Por meio da Massa Hefesto, uma tecnologia inédita utilizada como material de vedação na fabricação de seus ônibus e reconhecida como uma solução visando o reaproveitamento de resíduos industriais e da incorporação de sílica proveniente da casca de arroz, uma matéria-prima renovável, a Marcopolo conquistou sua primeira patente verde.
De acordo com a empresa gaúcha, a sinergia com o Instituto SENAI de Inovação em Polímeros (ISI Polímeros) e a Ciaflex, proporcionou essa solução resultante de um projeto realizado entre os anos de 2024 e 2025. Além disso, a iniciativa contou com o apoio da Empresa Brasileira de Pesquisa e Inovação Industrial (Embrapii), que articulou pesquisa, desenvolvimento tecnológico e compromisso ambiental para criar uma alternativa que reduz desperdícios, amplia a circularidade dos materiais e diminui a dependência de matérias-primas fósseis.

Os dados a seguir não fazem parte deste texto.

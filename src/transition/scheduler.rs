//! Injectable tick source for animation playback.
//!
//! The animator never talks to a frame clock directly: it is advanced by
//! whoever pumps [`LayoutController::tick`](crate::controller::LayoutController::tick),
//! and it reads time from a [`TickClock`]. Production wires a
//! [`SystemClock`]; tests drive a [`ManualClock`] deterministically
//! without any rendering surface.

use std::sync::atomic::{AtomicU64, Ordering};
use std::sync::Arc;
use std::time::{Duration, Instant};

/// Monotonic time source for animation progress.
pub trait TickClock {
    /// Time elapsed since an arbitrary fixed origin.
    fn now(&self) -> Duration;
}

impl<T: TickClock + ?Sized> TickClock for Arc<T> {
    fn now(&self) -> Duration {
        (**self).now()
    }
}

/// Real clock backed by [`Instant`].
#[derive(Debug)]
pub struct SystemClock {
    origin: Instant,
}

impl SystemClock {
    /// Clock with its origin at construction time.
    pub fn new() -> Self {
        Self {
            origin: Instant::now(),
        }
    }
}

impl Default for SystemClock {
    fn default() -> Self {
        Self::new()
    }
}

impl TickClock for SystemClock {
    fn now(&self) -> Duration {
        self.origin.elapsed()
    }
}

/// Deterministic clock advanced explicitly by tests.
///
/// Stores microseconds in an atomic so a test can hold an `Arc` clone and
/// advance time while the controller owns the other handle.
#[derive(Debug, Default)]
pub struct ManualClock {
    micros: AtomicU64,
}

impl ManualClock {
    /// A clock starting at zero.
    pub fn new() -> Self {
        Self::default()
    }

    /// Move time forward by `delta`.
    pub fn advance(&self, delta: Duration) {
        self.micros
            .fetch_add(duration_to_micros(delta), Ordering::SeqCst);
    }

    /// Jump time to an absolute value.
    pub fn set(&self, now: Duration) {
        self.micros.store(duration_to_micros(now), Ordering::SeqCst);
    }
}

impl TickClock for ManualClock {
    fn now(&self) -> Duration {
        Duration::from_micros(self.micros.load(Ordering::SeqCst))
    }
}

fn duration_to_micros(d: Duration) -> u64 {
    u64::try_from(d.as_micros()).unwrap_or(u64::MAX)
}
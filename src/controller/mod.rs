//! Layout controller: the single owner of runtime layout state.
//!
//! The controller orchestrates every other part of the engine: it holds
//! the registry, catalog and validation engine, tracks the active layout
//! and its resolved form, drives transitions through the animator, keeps
//! the back-history and the switch queue, and persists session state
//! after every mutation.
//!
//! All collaborators are injected behind traits: the tick clock, the
//! surface set, the persistence store and the outbound sinks. The
//! controller spawns nothing and owns no timers; hosts call
//! [`LayoutController::tick`] from their frame loop.

use std::collections::VecDeque;
use std::sync::Arc;
use std::time::Duration;

use chrono::Utc;

use crate::config::EngineConfig;
use crate::model::{ComponentCatalog, LayoutDefinition, LayoutError, LayoutId, LayoutKind};
use crate::persistence::{LayoutSettings, PersistedState, PersistenceStore};
use crate::registry::{builtins, LayoutRegistry, LayoutSnapshot};
use crate::responsive::{
    resolve, Breakpoint, BreakpointClassifier, ResolvedLayout, WidthThresholdClassifier,
};
use crate::transition::{
    apply_resolved, plan, SurfaceResolver, TickClock, TransitionAnimator,
};
use crate::validation::{ValidationEngine, ValidationReport};

mod sinks;

pub use sinks::{ContextSink, LayoutChange, MemoryContext, MemoryNotifications, NotificationSink};

/// Viewport width assumed until the host reports a real one.
const INITIAL_VIEWPORT_WIDTH: u32 = 1280;

/// How a switch should be performed.
#[derive(Debug, Clone, Copy, Default, PartialEq, Eq)]
pub struct SwitchOptions {
    /// Apply the target immediately instead of animating.
    pub skip_animation: bool,
    /// Total transition duration, overriding settings and config.
    pub duration: Option<Duration>,
}

impl SwitchOptions {
    /// Animated switch with the configured duration.
    pub fn animated() -> Self {
        Self::default()
    }

    /// Immediate snap to the target layout.
    pub fn instant() -> Self {
        Self {
            skip_animation: true,
            duration: None,
        }
    }

    /// Builder: animate over a specific duration.
    pub fn with_duration(mut self, duration: Duration) -> Self {
        self.duration = Some(duration);
        self
    }
}

/// Aggregate counters for status displays.
#[derive(Debug, Clone, PartialEq, Eq)]
pub struct LayoutStats {
    /// Number of shipped layouts.
    pub built_in: usize,
    /// Number of user-created layouts.
    pub custom: usize,
    /// Id of the active layout, if any.
    pub current: Option<LayoutId>,
    /// How many entries the back-history holds.
    pub history_depth: usize,
    /// Whether a transition is currently playing.
    pub in_flight: bool,
}

#[derive(Debug)]
struct PendingSwitch {
    id: LayoutId,
    options: SwitchOptions,
}

/// Orchestrates layout switching, transitions, history and persistence.
///
/// Generic over the surface resolver so hosts plug in their renderer
/// adapter directly and tests use
/// [`MemorySurfaces`](crate::transition::MemorySurfaces).
pub struct LayoutController<S: SurfaceResolver> {
    registry: LayoutRegistry,
    catalog: ComponentCatalog,
    engine: ValidationEngine,
    classifier: Box<dyn BreakpointClassifier>,
    clock: Arc<dyn TickClock>,
    surfaces: S,
    store: Box<dyn PersistenceStore>,
    notifications: Vec<Box<dyn NotificationSink>>,
    context: Vec<Box<dyn ContextSink>>,
    settings: LayoutSettings,
    persistence_key: String,
    history_capacity: usize,
    default_duration: Duration,
    viewport_width: u32,
    breakpoint: Breakpoint,
    current_id: Option<LayoutId>,
    current_resolved: Option<ResolvedLayout>,
    history: VecDeque<LayoutId>,
    queue: VecDeque<PendingSwitch>,
    active: Option<TransitionAnimator>,
}
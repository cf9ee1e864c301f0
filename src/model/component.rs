//! Component catalog: per pane-type size and behavior constraints.
//!
//! The catalog is consulted by the validation engine (minimum sizes,
//! touch-target checks) and by layout authoring UIs (defaults, capability
//! flags). It is pure data; nothing here touches a rendering surface.

use std::collections::BTreeMap;

use serde::{Deserialize, Serialize};

use crate::model::identifiers::ComponentKey;

/// A width/height pair in percent-of-viewport units.
#[derive(Debug, Clone, Copy, PartialEq, Serialize, Deserialize)]
pub struct SizeSpec {
    /// Width in percent of viewport width.
    pub w: f64,
    /// Height in percent of viewport height.
    pub h: f64,
}

impl SizeSpec {
    /// Shorthand constructor.
    pub fn new(w: f64, h: f64) -> Self {
        Self { w, h }
    }
}

/// Preferred shape of a pane type, used by authoring UIs as a hint.
#[derive(Debug, Clone, Copy, PartialEq, Eq, Serialize, Deserialize)]
#[serde(rename_all = "lowercase")]
pub enum AspectTag {
    /// No preferred aspect ratio.
    Free,
    /// Wide panes (video-like, 16:9-ish).
    Wide,
    /// Tall panes (chat columns, participant lists).
    Tall,
}

/// Size and behavior constraints for one pane type.
#[derive(Debug, Clone, PartialEq, Serialize, Deserialize)]
pub struct ComponentTypeSpec {
    /// Size a freshly added pane of this type takes.
    pub default_size: SizeSpec,
    /// Smallest size validation accepts for a visible pane.
    pub min_size: SizeSpec,
    /// Largest size authoring UIs offer.
    pub max_size: SizeSpec,
    /// Preferred shape hint.
    pub aspect: AspectTag,
    /// Whether this pane type supports user resizing.
    pub resizable: bool,
    /// Whether this pane type can collapse to a title bar.
    pub collapsible: bool,
    /// Whether the pane is a touch interaction target (stricter minimum
    /// dimensions under the accessibility rule).
    pub touch_target: bool,
}

/// Catalog of pane types keyed by component key.
#[derive(Debug, Clone)]
pub struct ComponentCatalog {
    specs: BTreeMap<String, ComponentTypeSpec>,
}

impl ComponentCatalog {
    /// An empty catalog.
    pub fn empty() -> Self {
        Self {
            specs: BTreeMap::new(),
        }
    }

    /// Register (or replace) the spec for a pane type.
    pub fn register(&mut self, key: impl Into<String>, spec: ComponentTypeSpec) {
        self.specs.insert(key.into(), spec);
    }

    /// Look up the spec for a component key.
    ///
    /// Unknown keys return `None`; validation treats them as
    /// unconstrained rather than erroring.
    pub fn spec_for(&self, key: &ComponentKey) -> Option<&ComponentTypeSpec> {
        self.specs.get(key.as_str())
    }

    /// Number of registered pane types.
    pub fn len(&self) -> usize {
        self.specs.len()
    }

    /// Whether the catalog has no entries.
    pub fn is_empty(&self) -> bool {
        self.specs.is_empty()
    }
}

impl Default for ComponentCatalog {
    /// The product's built-in pane types.
    fn default() -> Self {
        let mut catalog = Self::empty();
        catalog.register(
            "stream",
            ComponentTypeSpec {
                default_size: SizeSpec::new(75.0, 80.0),
                min_size: SizeSpec::new(20.0, 20.0),
                max_size: SizeSpec::new(100.0, 100.0),
                aspect: AspectTag::Wide,
                resizable: true,
                collapsible: false,
                touch_target: false,
            },
        );
        catalog.register(
            "chat",
            ComponentTypeSpec {
                default_size: SizeSpec::new(25.0, 100.0),
                min_size: SizeSpec::new(10.0, 15.0),
                max_size: SizeSpec::new(50.0, 100.0),
                aspect: AspectTag::Tall,
                resizable: true,
                collapsible: true,
                touch_target: false,
            },
        );
        catalog.register(
            "controls",
            ComponentTypeSpec {
                default_size: SizeSpec::new(75.0, 15.0),
                min_size: SizeSpec::new(10.0, 4.0),
                max_size: SizeSpec::new(100.0, 25.0),
                aspect: AspectTag::Free,
                resizable: false,
                collapsible: false,
                touch_target: true,
            },
        );
        catalog.register(
            "participants",
            ComponentTypeSpec {
                default_size: SizeSpec::new(25.0, 40.0),
                min_size: SizeSpec::new(10.0, 10.0),
                max_size: SizeSpec::new(40.0, 100.0),
                aspect: AspectTag::Tall,
                resizable: true,
                collapsible: true,
                touch_target: false,
            },
        );
        catalog.register(
            "notifications",
            ComponentTypeSpec {
                default_size: SizeSpec::new(25.0, 10.0),
                min_size: SizeSpec::new(10.0, 5.0),
                max_size: SizeSpec::new(40.0, 30.0),
                aspect: AspectTag::Free,
                resizable: false,
                collapsible: true,
                touch_target: true,
            },
        );
        catalog
    }
}

#[cfg(test)]
mod tests {
    use super::*;

    #[test]
    fn default_catalog_covers_core_panes() {
        let catalog = ComponentCatalog::default();
        for key in ["stream", "chat", "controls", "participants", "notifications"] {
            let key = ComponentKey::new(key).unwrap();
            assert!(catalog.spec_for(&key).is_some(), "missing spec for {key}");
        }
    }

    #[test]
    fn unknown_key_is_unconstrained() {
        let catalog = ComponentCatalog::default();
        let key = ComponentKey::new("scoreboard").unwrap();
        assert!(catalog.spec_for(&key).is_none());
    }

    #[test]
    fn controls_are_touch_targets() {
        let catalog = ComponentCatalog::default();
        let key = ComponentKey::new("controls").unwrap();
        assert!(catalog.spec_for(&key).unwrap().touch_target);
    }

    #[test]
    fn register_replaces_existing_spec() {
        let mut catalog = ComponentCatalog::default();
        let before = catalog.len();
        catalog.register(
            "chat",
            ComponentTypeSpec {
                default_size: SizeSpec::new(30.0, 100.0),
                min_size: SizeSpec::new(5.0, 5.0),
                max_size: SizeSpec::new(60.0, 100.0),
                aspect: AspectTag::Tall,
                resizable: true,
                collapsible: false,
                touch_target: false,
            },
        );
        assert_eq!(catalog.len(), before);
        let key = ComponentKey::new("chat").unwrap();
        assert_eq!(catalog.spec_for(&key).unwrap().min_size.w, 5.0);
    }
}
//! Export/import snapshots: a versioned JSON envelope around one layout.

use chrono::{DateTime, Utc};
use serde::{Deserialize, Serialize};

use crate::model::{LayoutDefinition, LayoutError};

/// Envelope version written by export and required by import.
pub const SNAPSHOT_VERSION: &str = "1.0.0";

/// A single layout packaged for transfer between installations.
#[derive(Debug, Clone, PartialEq, Serialize, Deserialize)]
pub struct LayoutSnapshot {
    /// The layout being transferred, deep-copied at export time.
    pub layout: LayoutDefinition,
    /// Envelope format version.
    pub version: String,
    /// When the snapshot was exported.
    pub exported: DateTime<Utc>,
}

impl LayoutSnapshot {
    /// Wrap a deep copy of `layout` in a fresh envelope.
    pub fn new(layout: &LayoutDefinition) -> Self {
        Self {
            layout: layout.clone(),
            version: SNAPSHOT_VERSION.to_string(),
            exported: Utc::now(),
        }
    }

    /// Parse a snapshot from JSON.
    ///
    /// Structural problems (missing fields, wrong types) surface as
    /// [`LayoutError::MalformedSnapshot`]; the version field is checked
    /// separately at import time.
    pub fn from_json(json: &str) -> Result<Self, LayoutError> {
        serde_json::from_str(json).map_err(|e| LayoutError::malformed(e.to_string()))
    }

    /// Serialize the snapshot as pretty-printed JSON.
    pub fn to_json(&self) -> Result<String, LayoutError> {
        serde_json::to_string_pretty(self).map_err(|e| LayoutError::malformed(e.to_string()))
    }

    /// Whether the envelope version is one this build understands.
    pub fn version_supported(&self) -> bool {
        self.version == SNAPSHOT_VERSION
    }
}

#[cfg(test)]
mod tests {
    use super::*;
    use crate::registry::builtins::built_in_layouts;

    #[test]
    fn snapshot_round_trips_through_json() {
        let layout = built_in_layouts().remove(0);
        let snapshot = LayoutSnapshot::new(&layout);
        let json = snapshot.to_json().unwrap();
        let back = LayoutSnapshot::from_json(&json).unwrap();
        assert_eq!(back, snapshot);
        assert_eq!(back.version, SNAPSHOT_VERSION);
    }

    #[test]
    fn missing_layout_field_is_malformed() {
        let err = LayoutSnapshot::from_json(r#"{"version": "1.0.0"}"#).unwrap_err();
        assert!(matches!(err, LayoutError::MalformedSnapshot { .. }));
    }

    #[test]
    fn garbage_input_is_malformed() {
        let err = LayoutSnapshot::from_json("not json at all").unwrap_err();
        assert!(matches!(err, LayoutError::MalformedSnapshot { .. }));
    }

    #[test]
    fn future_version_is_not_supported() {
        let layout = built_in_layouts().remove(0);
        let mut snapshot = LayoutSnapshot::new(&layout);
        snapshot.version = "2.0.0".to_string();
        assert!(!snapshot.version_supported());
    }
}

Felipe Biondo, coordenador de Confiabilidade do Produto da Marcopolo, disse que a Massa Hefesto nasceu da busca por uma destinação mais sustentável para resíduos gerados no processo produtivo. “Conseguimos transformar esse desafio em uma solução inovadora, que combina reaproveitamento de materiais, uso de matéria-prima renovável e desempenho técnico. A conquista da primeira patente verde da Marcopolo representa um importante reconhecimento desse trabalho e da nossa estratégia de inovação sustentável”, afirmou.
E, a iniciativa já alcançou resultados concretos. Segundo a Marcopolo, estudos realizados durante o desenvolvimento apontaram uma redução superior a 50% nas emissões de gases de efeito estufa associadas ao material, que passaram de cerca de 1,7 tonelada para aproximadamente 831 quilos de CO2 equivalente. Houve, também, a redução em mais de 50% o consumo de recursos fósseis utilizados na composição do produto.
Com isso, aproximadamente, duas toneladas de resíduos por ano podem deixar de ser destinadas a aterros industriais graças ao reaproveitamento viabilizado pela nova tecnologia. Segundo a empresa de Caxias do Sul, em uma das linhas produtivas avaliadas, a iniciativa apresenta potencial para eliminar cerca de R$ 27 mil anuais em custos associados ao descarte desses materiais.